Keep an eye out for my new eBook stories at the COMICALITY KINDLE STORIES link!!! More ebooks being posted every month!
Be sure to keep on reading "Billy Chase"...
...And win a one-on-one camping trip with Alec Tumbles, roughing it in the wild together!!! ::Nods:: Clothes? That's not roughing it! Psh!!!*
*(Previous Statement May Not Be True)
- Hahaha! You SEE??? It's NOT just me! People know an exceptional amount of 'gorgeous' when they see it!
I was at work today, and it was a really warm and sunny day outside...so it kinda sucked to be trapped indoors for work and stuff, but now that I get to move around a bit more, it's not so bad. Anyway, I think I had only been there for about 20 minutes or so this afternoon when I looked out into the rest of the mall, and I saw Joanna smiling at me and giving me a little wave. And right next to her....sighhhhhh.....Jamie Cross.

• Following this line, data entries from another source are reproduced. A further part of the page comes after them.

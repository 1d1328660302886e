//! Shared fixtures for unit tests.

#![allow(clippy::unwrap_used)]

use std::io::Read;
use std::path::Path;
use std::sync::Arc;
use std::sync::atomic::{
    AtomicBool,
    Ordering,
};
use std::time::Duration;

use async_trait::async_trait;
use chrono::Utc;

use crate::cache::{
    CacheNotifier,
    InMemoryManifestCache,
    PublishedManifest,
    PublishedManifestCache,
};
use crate::commit::{
    Commit,
    CommitLog,
    CommitStore,
    InMemoryCommitStore,
    NewCommit,
};
use crate::error::{
    CoreError,
    Result,
};
use crate::manifest::Snapshot;

/// Two locales, two keys, one gap.
pub(crate) fn sample_snapshot() -> Snapshot {
    Snapshot::new(["en", "fr"], ["hello", "bye"])
        .with_value("en", "hello", "Hello")
        .with_value("en", "bye", "Bye")
        .with_value("fr", "hello", "Bonjour")
}

pub(crate) fn new_commit(project_id: &str, snapshot: Snapshot) -> NewCommit {
    NewCommit {
        project_id: project_id.to_string(),
        author_id: "author".to_string(),
        title: "Update translations".to_string(),
        description: None,
        snapshot,
    }
}

/// Unpublished commit with a fixed id, ready for direct store insertion.
pub(crate) fn commit_fixture(id: &str, project_id: &str) -> Commit {
    Commit {
        id: id.to_string(),
        project_id: project_id.to_string(),
        author_id: "author".to_string(),
        title: format!("Commit {id}"),
        description: None,
        snapshot: sample_snapshot(),
        published: false,
        created_at: Utc::now(),
        sequence: 0,
    }
}

/// Commit log over a fresh in-memory store and no cache.
pub(crate) fn memory_log() -> CommitLog {
    CommitLog::new(Arc::new(InMemoryCommitStore::new()), CacheNotifier::default())
}

/// Store whose every call fails.
pub(crate) struct FailingStore;

fn unavailable<T>() -> Result<T> {
    Err(CoreError::Storage("store unavailable".to_string()))
}

#[async_trait]
impl CommitStore for FailingStore {
    async fn insert(&self, _: Commit) -> Result<Commit> {
        unavailable()
    }

    async fn find(&self, _: &str) -> Result<Option<Commit>> {
        unavailable()
    }

    async fn list_by_project(&self, _: &str) -> Result<Vec<Commit>> {
        unavailable()
    }

    async fn set_published(&self, _: &str, _: bool) -> Result<bool> {
        unavailable()
    }

    async fn publish_revision(&self, _: &str) -> Result<u64> {
        unavailable()
    }

    async fn publish_exclusive(&self, _: &str, _: &str, _: bool, _: u64) -> Result<bool> {
        unavailable()
    }

    async fn delete_by_project(&self, _: &str) -> Result<usize> {
        unavailable()
    }
}

/// Cache that never answers.
pub(crate) struct StalledCache;

#[async_trait]
impl PublishedManifestCache for StalledCache {
    async fn set_published(&self, _: &str, _: Option<PublishedManifest>) -> Result<()> {
        std::future::pending().await
    }

    async fn remove_project(&self, _: &str) -> Result<()> {
        std::future::pending().await
    }
}

/// Delays its first write, then behaves like [`InMemoryManifestCache`].
#[derive(Default)]
pub(crate) struct SlowFirstWrite {
    pub(crate) inner: InMemoryManifestCache,
    delayed: AtomicBool,
}

#[async_trait]
impl PublishedManifestCache for SlowFirstWrite {
    async fn set_published(&self, project_id: &str, published: Option<PublishedManifest>) -> Result<()> {
        if !self.delayed.swap(true, Ordering::SeqCst) {
            tokio::time::sleep(Duration::from_millis(200)).await;
        }
        self.inner.set_published(project_id, published).await
    }

    async fn remove_project(&self, project_id: &str) -> Result<()> {
        self.inner.remove_project(project_id).await
    }
}

/// Contents of one entry of a zip archive.
pub(crate) fn zip_entry(archive: &Path, name: &str) -> String {
    let file = std::fs::File::open(archive).unwrap();
    let mut zip = zip::ZipArchive::new(file).unwrap();
    let mut contents = String::new();
    zip.by_name(name).unwrap().read_to_string(&mut contents).unwrap();
    contents
}
//! Commit history: records, persistence boundary and the log on top of it.
/// Commit log operations
mod log;
/// In-process store
mod memory;
/// Commit records
mod model;
/// Persistence trait
mod store;

pub use log::CommitLog;
pub use memory::InMemoryCommitStore;
pub use model::{
    Commit,
    CommitSummary,
    NewCommit,
};
pub use store::CommitStore;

They actually came to visit me! Or...well, Joanna loves the mall anyway, but...she definitely made a detour to come to my store. It was actually kinda cool, you know? I mean, I have only been out of school for a week or so, but I feel like I haven't seen my usual plethora of familiar faces in forever. So it excited me to see Joanna coming in for a friendly hug. Even MORE so when Jamie came in and did the same! Hehehe!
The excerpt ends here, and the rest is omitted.